> [WORK TO COMPLETE] Copy out all lines of the material below in which "serde" occurs.

> [DATA EXTRACT]
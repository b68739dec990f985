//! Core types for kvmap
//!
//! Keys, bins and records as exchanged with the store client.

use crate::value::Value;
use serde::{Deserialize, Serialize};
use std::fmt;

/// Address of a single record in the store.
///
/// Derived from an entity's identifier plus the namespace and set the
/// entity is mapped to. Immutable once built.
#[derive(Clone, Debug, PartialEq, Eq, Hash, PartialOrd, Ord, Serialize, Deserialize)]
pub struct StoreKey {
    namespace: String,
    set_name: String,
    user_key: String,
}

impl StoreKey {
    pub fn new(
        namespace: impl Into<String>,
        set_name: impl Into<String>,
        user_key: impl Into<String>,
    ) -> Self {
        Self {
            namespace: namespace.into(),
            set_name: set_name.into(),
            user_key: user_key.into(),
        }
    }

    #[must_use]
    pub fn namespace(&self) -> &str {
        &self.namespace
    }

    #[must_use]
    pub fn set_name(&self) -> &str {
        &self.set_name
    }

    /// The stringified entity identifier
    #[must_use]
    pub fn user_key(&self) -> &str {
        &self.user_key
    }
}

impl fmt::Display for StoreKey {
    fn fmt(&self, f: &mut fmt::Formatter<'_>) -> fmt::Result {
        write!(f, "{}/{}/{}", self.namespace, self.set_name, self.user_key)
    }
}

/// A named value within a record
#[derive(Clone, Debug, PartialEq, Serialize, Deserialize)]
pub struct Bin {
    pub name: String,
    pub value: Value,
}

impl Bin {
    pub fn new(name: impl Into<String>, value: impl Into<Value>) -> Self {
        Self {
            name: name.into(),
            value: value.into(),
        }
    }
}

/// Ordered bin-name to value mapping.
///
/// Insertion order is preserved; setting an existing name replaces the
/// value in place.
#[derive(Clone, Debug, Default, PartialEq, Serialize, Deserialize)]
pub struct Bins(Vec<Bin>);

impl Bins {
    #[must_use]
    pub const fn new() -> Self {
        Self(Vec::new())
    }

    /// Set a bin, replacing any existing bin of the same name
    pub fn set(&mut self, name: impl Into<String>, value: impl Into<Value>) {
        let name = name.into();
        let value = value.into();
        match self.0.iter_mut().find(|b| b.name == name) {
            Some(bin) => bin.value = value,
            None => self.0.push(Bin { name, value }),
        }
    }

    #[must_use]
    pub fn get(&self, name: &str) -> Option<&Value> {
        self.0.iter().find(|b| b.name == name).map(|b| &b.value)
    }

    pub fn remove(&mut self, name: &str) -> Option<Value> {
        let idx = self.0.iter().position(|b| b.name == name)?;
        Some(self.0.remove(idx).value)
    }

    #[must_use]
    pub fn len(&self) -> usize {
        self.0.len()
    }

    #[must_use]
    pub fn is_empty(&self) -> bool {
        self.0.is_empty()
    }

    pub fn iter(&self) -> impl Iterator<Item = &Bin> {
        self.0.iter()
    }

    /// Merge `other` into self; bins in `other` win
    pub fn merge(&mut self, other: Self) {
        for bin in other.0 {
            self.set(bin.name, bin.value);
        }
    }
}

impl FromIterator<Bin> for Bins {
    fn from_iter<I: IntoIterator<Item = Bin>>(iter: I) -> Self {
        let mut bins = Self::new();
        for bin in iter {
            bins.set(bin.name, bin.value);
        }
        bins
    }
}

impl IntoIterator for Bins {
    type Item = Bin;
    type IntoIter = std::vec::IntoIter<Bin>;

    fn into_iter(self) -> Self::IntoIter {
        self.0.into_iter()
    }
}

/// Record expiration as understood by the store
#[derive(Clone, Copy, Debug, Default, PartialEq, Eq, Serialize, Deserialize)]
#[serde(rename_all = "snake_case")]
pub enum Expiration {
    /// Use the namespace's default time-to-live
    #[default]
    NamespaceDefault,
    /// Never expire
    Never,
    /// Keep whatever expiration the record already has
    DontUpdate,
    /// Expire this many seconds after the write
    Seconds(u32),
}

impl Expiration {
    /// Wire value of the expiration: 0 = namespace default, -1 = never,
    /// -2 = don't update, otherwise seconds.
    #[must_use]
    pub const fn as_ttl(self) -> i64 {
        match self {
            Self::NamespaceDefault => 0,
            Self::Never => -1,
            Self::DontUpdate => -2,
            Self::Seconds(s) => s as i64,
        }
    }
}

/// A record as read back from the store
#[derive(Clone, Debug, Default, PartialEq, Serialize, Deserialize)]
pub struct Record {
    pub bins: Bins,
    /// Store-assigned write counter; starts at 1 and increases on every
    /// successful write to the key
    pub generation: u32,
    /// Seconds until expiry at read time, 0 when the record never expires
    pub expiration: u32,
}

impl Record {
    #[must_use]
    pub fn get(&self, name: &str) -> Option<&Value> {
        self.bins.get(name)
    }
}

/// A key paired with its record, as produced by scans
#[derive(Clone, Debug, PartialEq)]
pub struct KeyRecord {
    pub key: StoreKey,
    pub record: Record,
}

---

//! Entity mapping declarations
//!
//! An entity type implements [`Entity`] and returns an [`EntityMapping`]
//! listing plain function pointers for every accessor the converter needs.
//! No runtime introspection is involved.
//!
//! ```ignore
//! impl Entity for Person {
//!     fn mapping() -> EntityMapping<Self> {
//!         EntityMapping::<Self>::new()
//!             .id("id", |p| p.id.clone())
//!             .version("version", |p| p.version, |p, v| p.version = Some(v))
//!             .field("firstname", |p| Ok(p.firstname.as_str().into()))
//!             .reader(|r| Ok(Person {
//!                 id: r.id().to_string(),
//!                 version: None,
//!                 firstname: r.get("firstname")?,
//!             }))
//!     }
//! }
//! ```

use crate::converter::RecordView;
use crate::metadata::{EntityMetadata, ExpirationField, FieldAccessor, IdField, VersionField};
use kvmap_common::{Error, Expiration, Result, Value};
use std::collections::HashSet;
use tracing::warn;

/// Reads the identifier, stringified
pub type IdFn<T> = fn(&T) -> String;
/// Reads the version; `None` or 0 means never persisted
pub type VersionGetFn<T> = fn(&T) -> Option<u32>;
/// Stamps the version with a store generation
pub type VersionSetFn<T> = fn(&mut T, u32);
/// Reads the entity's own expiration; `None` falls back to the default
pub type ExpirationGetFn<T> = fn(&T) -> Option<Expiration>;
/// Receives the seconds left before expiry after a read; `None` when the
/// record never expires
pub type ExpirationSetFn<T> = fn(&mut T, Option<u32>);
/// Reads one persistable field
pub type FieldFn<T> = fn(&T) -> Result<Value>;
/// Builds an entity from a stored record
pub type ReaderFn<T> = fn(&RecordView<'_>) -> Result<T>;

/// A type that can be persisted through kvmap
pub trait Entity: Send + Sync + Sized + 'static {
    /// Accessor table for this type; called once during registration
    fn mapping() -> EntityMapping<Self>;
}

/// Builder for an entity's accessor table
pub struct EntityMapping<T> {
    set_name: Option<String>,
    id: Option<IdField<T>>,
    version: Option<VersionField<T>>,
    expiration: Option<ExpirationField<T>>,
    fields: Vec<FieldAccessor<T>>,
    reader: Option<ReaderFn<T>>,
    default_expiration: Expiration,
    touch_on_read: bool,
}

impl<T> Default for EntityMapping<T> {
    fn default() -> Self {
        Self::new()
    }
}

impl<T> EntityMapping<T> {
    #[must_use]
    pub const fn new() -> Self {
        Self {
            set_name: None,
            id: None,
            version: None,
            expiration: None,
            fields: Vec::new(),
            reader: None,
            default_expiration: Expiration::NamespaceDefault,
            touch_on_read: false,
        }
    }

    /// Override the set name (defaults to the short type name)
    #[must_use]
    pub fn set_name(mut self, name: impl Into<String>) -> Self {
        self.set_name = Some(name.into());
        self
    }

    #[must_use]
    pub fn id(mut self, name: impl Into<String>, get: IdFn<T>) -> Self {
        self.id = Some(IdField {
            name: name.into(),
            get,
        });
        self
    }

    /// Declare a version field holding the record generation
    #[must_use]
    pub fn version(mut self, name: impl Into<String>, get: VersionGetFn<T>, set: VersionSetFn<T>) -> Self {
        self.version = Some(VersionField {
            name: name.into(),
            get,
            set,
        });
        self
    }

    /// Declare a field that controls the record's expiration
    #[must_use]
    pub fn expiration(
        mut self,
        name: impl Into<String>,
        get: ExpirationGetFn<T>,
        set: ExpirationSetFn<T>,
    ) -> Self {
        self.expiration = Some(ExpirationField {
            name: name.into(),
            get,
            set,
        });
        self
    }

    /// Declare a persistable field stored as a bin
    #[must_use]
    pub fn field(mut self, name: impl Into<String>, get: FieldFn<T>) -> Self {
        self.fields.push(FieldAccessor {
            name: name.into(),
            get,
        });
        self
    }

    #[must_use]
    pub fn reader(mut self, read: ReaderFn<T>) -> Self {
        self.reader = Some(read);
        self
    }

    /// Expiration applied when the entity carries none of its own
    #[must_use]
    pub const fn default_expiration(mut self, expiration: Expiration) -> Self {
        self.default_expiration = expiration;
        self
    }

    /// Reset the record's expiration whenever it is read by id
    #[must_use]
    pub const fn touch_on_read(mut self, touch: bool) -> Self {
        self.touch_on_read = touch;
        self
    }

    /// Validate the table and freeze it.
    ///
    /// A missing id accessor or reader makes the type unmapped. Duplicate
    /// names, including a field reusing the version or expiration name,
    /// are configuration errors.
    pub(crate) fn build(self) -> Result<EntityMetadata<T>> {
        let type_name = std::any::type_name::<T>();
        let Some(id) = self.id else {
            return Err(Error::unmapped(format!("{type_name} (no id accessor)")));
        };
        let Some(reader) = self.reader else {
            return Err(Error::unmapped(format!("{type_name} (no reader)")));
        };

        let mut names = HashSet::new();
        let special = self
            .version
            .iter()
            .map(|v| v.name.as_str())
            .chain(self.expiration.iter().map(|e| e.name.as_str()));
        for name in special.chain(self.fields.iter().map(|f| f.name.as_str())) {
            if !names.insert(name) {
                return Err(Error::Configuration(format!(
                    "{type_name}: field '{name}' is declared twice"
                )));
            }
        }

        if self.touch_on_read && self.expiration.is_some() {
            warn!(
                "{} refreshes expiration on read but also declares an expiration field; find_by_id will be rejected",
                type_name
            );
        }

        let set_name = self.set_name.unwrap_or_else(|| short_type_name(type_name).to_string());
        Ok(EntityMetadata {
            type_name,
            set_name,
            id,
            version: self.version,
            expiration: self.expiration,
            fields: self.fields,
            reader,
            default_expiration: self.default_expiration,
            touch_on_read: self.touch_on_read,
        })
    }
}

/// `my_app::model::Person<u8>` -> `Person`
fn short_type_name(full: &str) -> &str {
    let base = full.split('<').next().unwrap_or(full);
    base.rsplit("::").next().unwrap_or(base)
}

> [SOLUTION]
use serde::{Deserialize, Serialize};
#[serde(rename_all = "snake_case")]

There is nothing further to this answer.